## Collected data
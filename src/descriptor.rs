//! Bridge from serialized protobuf descriptors to the arena graph
//!
//! Converts a `prost_types::FileDescriptorSet` (or its raw bytes) into a
//! [`FileSet`], computing fully-qualified names and resolving field type
//! references across the whole set in a second pass. Per-file namespace
//! options are taken from `csharp_namespace`.
//!
//! Schema text parsing stays upstream; this module only restructures the
//! already-parsed descriptors into the graph the resolution layer reads.

use crate::graph::{FieldKind, FieldNode, FileSet, Label, MessageId, ParentLink, TypeRef};
use crate::GeneratorError;
use prost::Message;
use prost_types::field_descriptor_proto::{Label as ProtoLabel, Type as ProtoType};
use prost_types::{DescriptorProto, EnumDescriptorProto, FileDescriptorProto, FileDescriptorSet};
use std::collections::HashMap;

/// A field whose type reference still needs resolving after all types are
/// registered
struct PendingLink {
    message: MessageId,
    field_index: usize,
    type_name: String,
}

/// Decode a serialized `FileDescriptorSet` and build the graph
pub fn from_bytes(
    bytes: &[u8],
    default_namespace: Option<&str>,
) -> Result<FileSet, GeneratorError> {
    let fds = FileDescriptorSet::decode(bytes)?;
    from_file_descriptor_set(&fds, default_namespace)
}

/// Build the graph from an in-memory `FileDescriptorSet`
///
/// `default_namespace` becomes the set-wide fallback used for cross-file
/// references into files that carry no explicit namespace option.
pub fn from_file_descriptor_set(
    fds: &FileDescriptorSet,
    default_namespace: Option<&str>,
) -> Result<FileSet, GeneratorError> {
    let mut set = FileSet::new();
    if let Some(namespace) = default_namespace {
        set.set_default_namespace(namespace);
    }

    let mut registry: HashMap<String, TypeRef> = HashMap::new();
    let mut pending: Vec<PendingLink> = Vec::new();

    for file in &fds.file {
        add_file(&mut set, &mut registry, &mut pending, file)?;
    }

    for link in pending {
        let target = registry.get(&link.type_name).copied().ok_or_else(|| {
            GeneratorError::MalformedGraph(format!(
                "field '{}' references unknown type '{}'",
                set.message(link.message).fields[link.field_index].name,
                link.type_name
            ))
        })?;
        set.set_field_resolved_type(link.message, link.field_index, target);
    }

    Ok(set)
}

fn add_file(
    set: &mut FileSet,
    registry: &mut HashMap<String, TypeRef>,
    pending: &mut Vec<PendingLink>,
    file: &FileDescriptorProto,
) -> Result<(), GeneratorError> {
    let id = set.add_file(file.name(), file.package());
    if let Some(options) = &file.options {
        let namespace = options.csharp_namespace();
        if !namespace.is_empty() {
            set.set_file_namespace(id, namespace);
        }
    }
    for message in &file.message_type {
        add_message(set, registry, pending, ParentLink::File(id), message)?;
    }
    for enumeration in &file.enum_type {
        add_enum(set, registry, ParentLink::File(id), enumeration);
    }
    Ok(())
}

fn add_message(
    set: &mut FileSet,
    registry: &mut HashMap<String, TypeRef>,
    pending: &mut Vec<PendingLink>,
    parent: ParentLink,
    proto: &DescriptorProto,
) -> Result<(), GeneratorError> {
    let id = set.add_message(parent, proto.name());
    registry.insert(set.message(id).full_name.clone(), TypeRef::Message(id));

    for oneof in &proto.oneof_decl {
        set.add_oneof(id, oneof.name());
    }

    for field in &proto.field {
        let kind = field_kind(field.r#type())?;
        let mut node = FieldNode::new(field.name(), field.number(), kind, field_label(field.label()));
        if let Some(index) = field.oneof_index {
            node = node.with_oneof_index(index);
        }
        let field_index = set.add_field(id, node);

        if matches!(kind, FieldKind::Message | FieldKind::Enum) {
            let type_name = field.type_name();
            if type_name.is_empty() {
                return Err(GeneratorError::MalformedGraph(format!(
                    "field '{}' of '{}' has a composite kind but no type name",
                    field.name(),
                    set.message(id).full_name
                )));
            }
            pending.push(PendingLink {
                message: id,
                field_index,
                type_name: type_name.to_string(),
            });
        }
    }

    for nested in &proto.nested_type {
        add_message(set, registry, pending, ParentLink::Message(id), nested)?;
    }
    for enumeration in &proto.enum_type {
        add_enum(set, registry, ParentLink::Message(id), enumeration);
    }
    Ok(())
}

fn add_enum(
    set: &mut FileSet,
    registry: &mut HashMap<String, TypeRef>,
    parent: ParentLink,
    proto: &EnumDescriptorProto,
) {
    let id = set.add_enum(parent, proto.name());
    registry.insert(set.enum_node(id).full_name.clone(), TypeRef::Enum(id));
    for value in &proto.value {
        set.add_enum_value(id, value.name(), value.number());
    }
}

fn field_label(label: ProtoLabel) -> Label {
    match label {
        ProtoLabel::Required => Label::Required,
        ProtoLabel::Repeated => Label::Repeated,
        ProtoLabel::Optional => Label::Optional,
    }
}

fn field_kind(proto_type: ProtoType) -> Result<FieldKind, GeneratorError> {
    Ok(match proto_type {
        ProtoType::Double => FieldKind::Double,
        ProtoType::Float => FieldKind::Float,
        ProtoType::Int32 => FieldKind::Int32,
        ProtoType::Int64 => FieldKind::Int64,
        ProtoType::Uint32 => FieldKind::Uint32,
        ProtoType::Uint64 => FieldKind::Uint64,
        ProtoType::Sint32 => FieldKind::Sint32,
        ProtoType::Sint64 => FieldKind::Sint64,
        ProtoType::Fixed32 => FieldKind::Fixed32,
        ProtoType::Fixed64 => FieldKind::Fixed64,
        ProtoType::Sfixed32 => FieldKind::Sfixed32,
        ProtoType::Sfixed64 => FieldKind::Sfixed64,
        ProtoType::Bool => FieldKind::Bool,
        ProtoType::String => FieldKind::String,
        ProtoType::Bytes => FieldKind::Bytes,
        ProtoType::Message => FieldKind::Message,
        ProtoType::Enum => FieldKind::Enum,
        ProtoType::Group => {
            return Err(GeneratorError::UnknownFieldType(
                "group fields are not supported".to_string(),
            ))
        }
    })
}
//! Model binding and generation orchestration
//!
//! For each unit of generation (file, message, enum, whole set) the
//! [`Generator`] builds a short-lived model wrapping the relevant graph
//! node plus the precomputed facts the external renderer may need. The
//! renderer decides *what* to render; the models guarantee every fact is
//! reachable through a stable, side-effect-free read interface, including
//! recursive generation of nested declarations.
//!
//! Generation is a single-threaded tree walk. Any failure aborts the whole
//! pass; partial output is never returned.

use crate::graph::{
    EnumId, EnumNode, FieldNode, FileId, FileNode, FileSet, MessageId, MessageNode, TypeRef,
};
use crate::indent::reindent;
use crate::options::Config;
use crate::resolve::classify::{self, OneofGroup};
use crate::resolve::names::{self, NamespaceHook};
use crate::resolve::tag;
use crate::GeneratorError;
use heck::{ToLowerCamelCase, ToUpperCamelCase};
use std::path::Path;
use tracing::debug;

/// One produced output: a relative path and its generated text
#[derive(Debug)]
pub struct CodeFile {
    /// Output path relative to the generation root
    pub path: String,
    /// Generated file content
    pub content: String,
}

/// The external template-rendering collaborator
///
/// Implementations interpolate a model into output text. They may only
/// consume the descriptor graph through the model passed to them. Errors
/// are reported as plain text; the generator attaches the failing unit's
/// identity before surfacing them.
pub trait Renderer {
    /// Whether per-file templates are available (file, type, and enum)
    fn has_file_template(&self) -> bool;

    /// Render one schema file
    fn render_file(&self, model: &FileModel<'_>) -> Result<String, String>;

    /// Render one message type
    fn render_type(&self, model: &TypeModel<'_>) -> Result<String, String>;

    /// Render one enum
    fn render_enum(&self, model: &EnumModel<'_>) -> Result<String, String>;

    /// Render one whole-set template
    fn render_global(&self, template_file: &str, model: &GlobalModel<'_>) -> Result<String, String>;
}

/// Uppercase the first camel segment boundary of an identifier
pub fn to_upper_camel(value: &str) -> String {
    value.to_upper_camel_case()
}

/// Lowercase-first camel form of an identifier
pub fn to_lower_camel(value: &str) -> String {
    value.to_lower_camel_case()
}

/// Drives a full generation pass over one descriptor graph
pub struct Generator<'a> {
    set: &'a FileSet,
    renderer: &'a dyn Renderer,
    config: &'a Config,
    namespace_hook: Option<&'a dyn NamespaceHook>,
}

impl<'a> Generator<'a> {
    /// Create a generator over `set` using `renderer` and `config`
    pub fn new(set: &'a FileSet, renderer: &'a dyn Renderer, config: &'a Config) -> Self {
        Generator {
            set,
            renderer,
            config,
            namespace_hook: None,
        }
    }

    /// Thread a caller-supplied namespace override through name resolution
    pub fn with_namespace_hook(mut self, hook: &'a dyn NamespaceHook) -> Self {
        self.namespace_hook = Some(hook);
        self
    }

    /// Run the pass: one output per qualifying file plus one per
    /// configured global template
    ///
    /// A file qualifies when it declares at least one message or enum and
    /// its package does not start with the configured ignore prefix.
    pub fn run(&self) -> Result<Vec<CodeFile>, GeneratorError> {
        let per_file = self.renderer.has_file_template();
        if !per_file && self.config.global_codegen.is_empty() {
            return Err(GeneratorError::InvalidConfig(
                "no usable template set; provide 'template_path' templates or 'global_codegen'"
                    .to_string(),
            ));
        }

        let mut outputs = Vec::new();
        if per_file {
            for (id, file) in self.set.files() {
                if !self.qualifies(file) {
                    debug!(file = %file.path, "skipping non-qualifying file");
                    continue;
                }
                debug!(file = %file.path, "generating");
                let model = FileModel {
                    generator: self,
                    file_id: id,
                    file,
                };
                let content = self.renderer.render_file(&model).map_err(|message| {
                    GeneratorError::Render {
                        file: file.path.clone(),
                        unit: "file".to_string(),
                        message,
                    }
                })?;
                outputs.push(CodeFile {
                    path: output_path(&file.path, &self.config.file_extension),
                    content,
                });
            }
        }

        for template in &self.config.global_codegen {
            debug!(template = %template.template_file, output = %template.output_name, "generating global output");
            let model = GlobalModel { generator: self };
            let content = self
                .renderer
                .render_global(&template.template_file, &model)
                .map_err(|message| GeneratorError::Render {
                    file: template.template_file.clone(),
                    unit: format!("global output '{}'", template.output_name),
                    message,
                })?;
            outputs.push(CodeFile {
                path: template.output_name.clone(),
                content,
            });
        }
        Ok(outputs)
    }

    fn qualifies(&self, file: &FileNode) -> bool {
        if file.messages.is_empty() && file.enums.is_empty() {
            return false;
        }
        match &self.config.ignore_package {
            Some(prefix) => !file.package.starts_with(prefix.as_str()),
            None => true,
        }
    }

    /// Render a message and indent its output by `embed_depth` units
    fn generate_type(&self, id: MessageId, embed_depth: usize) -> Result<String, GeneratorError> {
        let message = self.set.message(id);
        let file_id = self.set.owning_file(TypeRef::Message(id))?;
        let model = TypeModel {
            generator: self,
            message_id: id,
            message,
            file_id,
            depth: embed_depth,
        };
        let rendered = self
            .renderer
            .render_type(&model)
            .map_err(|message_text| GeneratorError::Render {
                file: self.set.file(file_id).path.clone(),
                unit: format!("type '{}'", message.full_name),
                message: message_text,
            })?;
        Ok(reindent(&rendered, embed_depth))
    }

    /// Render an enum and indent its output by `embed_depth` units
    fn generate_enum(&self, id: EnumId, embed_depth: usize) -> Result<String, GeneratorError> {
        let node = self.set.enum_node(id);
        let file_id = self.set.owning_file(TypeRef::Enum(id))?;
        let model = EnumModel {
            enum_id: id,
            enum_node: node,
            depth: embed_depth,
        };
        let rendered = self
            .renderer
            .render_enum(&model)
            .map_err(|message| GeneratorError::Render {
                file: self.set.file(file_id).path.clone(),
                unit: format!("enum '{}'", node.full_name),
                message,
            })?;
        Ok(reindent(&rendered, embed_depth))
    }
}

/// Per-file output path: directory and file stem of the source path with
/// the configured extension appended
fn output_path(input: &str, extension: &str) -> String {
    let path = Path::new(input);
    let stem = path
        .file_stem()
        .map(|s| s.to_string_lossy().into_owned())
        .unwrap_or_default();
    match path.parent() {
        Some(dir) if !dir.as_os_str().is_empty() => {
            format!("{}/{}{}", dir.to_string_lossy(), stem, extension)
        }
        _ => format!("{}{}", stem, extension),
    }
}

/// Model for rendering one schema file
pub struct FileModel<'a> {
    generator: &'a Generator<'a>,
    /// Handle of the file being rendered
    pub file_id: FileId,
    /// The file node itself
    pub file: &'a FileNode,
}

impl<'a> FileModel<'a> {
    /// Top-level messages of the file, in declaration order
    pub fn messages(&self) -> impl Iterator<Item = (MessageId, &'a MessageNode)> + 'a {
        let set = self.generator.set;
        self.file.messages.iter().map(move |&id| (id, set.message(id)))
    }

    /// Top-level enums of the file, in declaration order
    pub fn enums(&self) -> impl Iterator<Item = (EnumId, &'a EnumNode)> + 'a {
        let set = self.generator.set;
        self.file.enums.iter().map(move |&id| (id, set.enum_node(id)))
    }

    /// Recursively render a top-level message
    pub fn generate_type(&self, id: MessageId) -> Result<String, GeneratorError> {
        self.generator.generate_type(id, 0)
    }

    /// Recursively render a top-level enum
    pub fn generate_enum(&self, id: EnumId) -> Result<String, GeneratorError> {
        self.generator.generate_enum(id, 0)
    }
}

/// Model for rendering one message type
pub struct TypeModel<'a> {
    generator: &'a Generator<'a>,
    /// Handle of the message being rendered
    pub message_id: MessageId,
    /// The message node itself
    pub message: &'a MessageNode,
    /// File owning the message; name resolution is relative to it
    pub file_id: FileId,
    /// Nesting depth of this type within its file's output
    pub depth: usize,
}

impl<'a> TypeModel<'a> {
    /// Nested messages, in declaration order
    pub fn nested_messages(&self) -> impl Iterator<Item = (MessageId, &'a MessageNode)> + 'a {
        let set = self.generator.set;
        self.message
            .nested_messages
            .iter()
            .map(move |&id| (id, set.message(id)))
    }

    /// Nested enums, in declaration order
    pub fn nested_enums(&self) -> impl Iterator<Item = (EnumId, &'a EnumNode)> + 'a {
        let set = self.generator.set;
        self.message
            .nested_enums
            .iter()
            .map(move |&id| (id, set.enum_node(id)))
    }

    /// Render a nested message, indented one level for embedding
    pub fn generate_type(&self, id: MessageId) -> Result<String, GeneratorError> {
        self.generator.generate_type(id, 1)
    }

    /// Render a nested enum, indented one level for embedding
    pub fn generate_enum(&self, id: EnumId) -> Result<String, GeneratorError> {
        self.generator.generate_enum(id, 1)
    }

    /// Wire tag of a field, formatted for textual embedding
    pub fn make_tag(&self, field: &FieldNode, pack: bool) -> Result<String, GeneratorError> {
        tag::make_tag(field.number, field.kind, field.is_repeated(), pack).map(|t| t.to_string())
    }

    /// Name of a field's referenced type, usable in this file's context
    pub fn message_type_name(&self, field: &FieldNode) -> Result<String, GeneratorError> {
        names::resolve_type_name(
            self.generator.set,
            field,
            self.file_id,
            self.generator.namespace_hook,
        )
    }

    /// Whether a nested message is a synthesized map-entry type
    pub fn is_map_entry(&self, id: MessageId) -> bool {
        classify::is_map_entry(
            self.generator.set,
            id,
            &self.generator.config.map_entry_convention,
        )
    }

    /// Whether a field references a synthesized map-entry type
    pub fn is_map_field(&self, field: &FieldNode) -> bool {
        classify::is_map_field(
            self.generator.set,
            field,
            &self.generator.config.map_entry_convention,
        )
    }

    /// Key field of the map entry referenced by `field`
    pub fn map_key_field(&self, field: &FieldNode) -> Result<&'a FieldNode, GeneratorError> {
        classify::map_entry_fields(self.generator.set, field).map(|(key, _)| key)
    }

    /// Value field of the map entry referenced by `field`
    pub fn map_value_field(&self, field: &FieldNode) -> Result<&'a FieldNode, GeneratorError> {
        classify::map_entry_fields(self.generator.set, field).map(|(_, value)| value)
    }

    /// The message's fields partitioned by oneof membership
    pub fn oneof_groups(&self) -> Result<Vec<OneofGroup<'a>>, GeneratorError> {
        classify::oneof_groups(self.message)
    }
}

/// Model for rendering one enum
pub struct EnumModel<'a> {
    /// Handle of the enum being rendered
    pub enum_id: EnumId,
    /// The enum node itself
    pub enum_node: &'a EnumNode,
    /// Nesting depth of this enum within its file's output
    pub depth: usize,
}

/// Model for rendering a whole-set (cross-file aggregate) template
pub struct GlobalModel<'a> {
    generator: &'a Generator<'a>,
}

impl<'a> GlobalModel<'a> {
    /// All files of the set, in registration order
    pub fn files(&self) -> impl Iterator<Item = (FileId, &'a FileNode)> + 'a {
        self.generator.set.files()
    }

    /// Messages declared at the top level of a file
    pub fn messages_of(
        &self,
        file: &'a FileNode,
    ) -> impl Iterator<Item = (MessageId, &'a MessageNode)> + 'a {
        let set = self.generator.set;
        file.messages.iter().map(move |&id| (id, set.message(id)))
    }

    /// Enums declared at the top level of a file
    pub fn enums_of(
        &self,
        file: &'a FileNode,
    ) -> impl Iterator<Item = (EnumId, &'a EnumNode)> + 'a {
        let set = self.generator.set;
        file.enums.iter().map(move |&id| (id, set.enum_node(id)))
    }

    /// Render a message at top level (no embedding indent)
    pub fn generate_type(&self, id: MessageId) -> Result<String, GeneratorError> {
        self.generator.generate_type(id, 0)
    }

    /// Render an enum at top level (no embedding indent)
    pub fn generate_enum(&self, id: EnumId) -> Result<String, GeneratorError> {
        self.generator.generate_enum(id, 0)
    }
}

#[cfg(test)]
mod tests {
    use super::*;

    #[test]
    fn test_output_path_keeps_directory() {
        assert_eq!(output_path("demo/widgets.proto", ".g.cs"), "demo/widgets.g.cs");
        assert_eq!(output_path("widgets.proto", ".g.cs"), "widgets.g.cs");
        assert_eq!(output_path("a/b/c.proto", ""), "a/b/c");
    }

    #[test]
    fn test_camel_helpers() {
        assert_eq!(to_upper_camel("field_name"), "FieldName");
        assert_eq!(to_lower_camel("FieldName"), "fieldName");
        assert_eq!(to_upper_camel(""), "");
    }
}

## Work request
Locate the lines above that contain "usize" and copy them.

## Exercise result
    field_index: usize,
    fn generate_type(&self, id: MessageId, embed_depth: usize) -> Result<String, GeneratorError> {
    fn generate_enum(&self, id: EnumId, embed_depth: usize) -> Result<String, GeneratorError> {
    pub depth: usize,
    pub depth: usize,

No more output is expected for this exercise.